* [Brief]
Give only the number of lines in the records that include the string "table".

* [Supplied entries]
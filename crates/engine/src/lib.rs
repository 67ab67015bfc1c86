//! Routed-command dispatch and gesture matching.
//!
//! This crate is the core of keyroute: commands are named, owner-scoped
//! objects; gestures resolve input events to commands; execution routes
//! through instance bindings, then class bindings, to at most one handler.
//!
//! The engine is single-threaded by design: registration happens during a
//! setup phase, handlers run synchronously on the dispatching thread, and
//! nothing here blocks or suspends.

pub mod binding;
pub mod command;
pub mod convert;
pub mod dispatch;
pub mod element;
pub mod gesture;
pub mod key;
pub mod library;
pub mod matcher;
pub mod modifiers;
pub mod registry;
pub mod table;

pub use binding::{
    BindingCollection, CollectionError, CommandBinding, ExecutionContext, InputBinding,
    InputBindingCollection,
};
pub use command::{CommandRef, RoutedCommand};
pub use convert::{FormatError, format_command, parse_command, parse_gesture, parse_key_gesture};
pub use dispatch::{DispatchEngine, DispatchError, DispatchOutcome};
pub use element::{CommandTarget, Element};
pub use gesture::{Gesture, GestureError, InputEvent, KeyGesture, MouseAction, MouseGesture};
pub use key::Key;
pub use matcher::GestureMatcher;
pub use modifiers::Modifiers;
pub use registry::{CommandRegistry, RegistryError};
pub use table::ClassBindingTable;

* [Response box]
2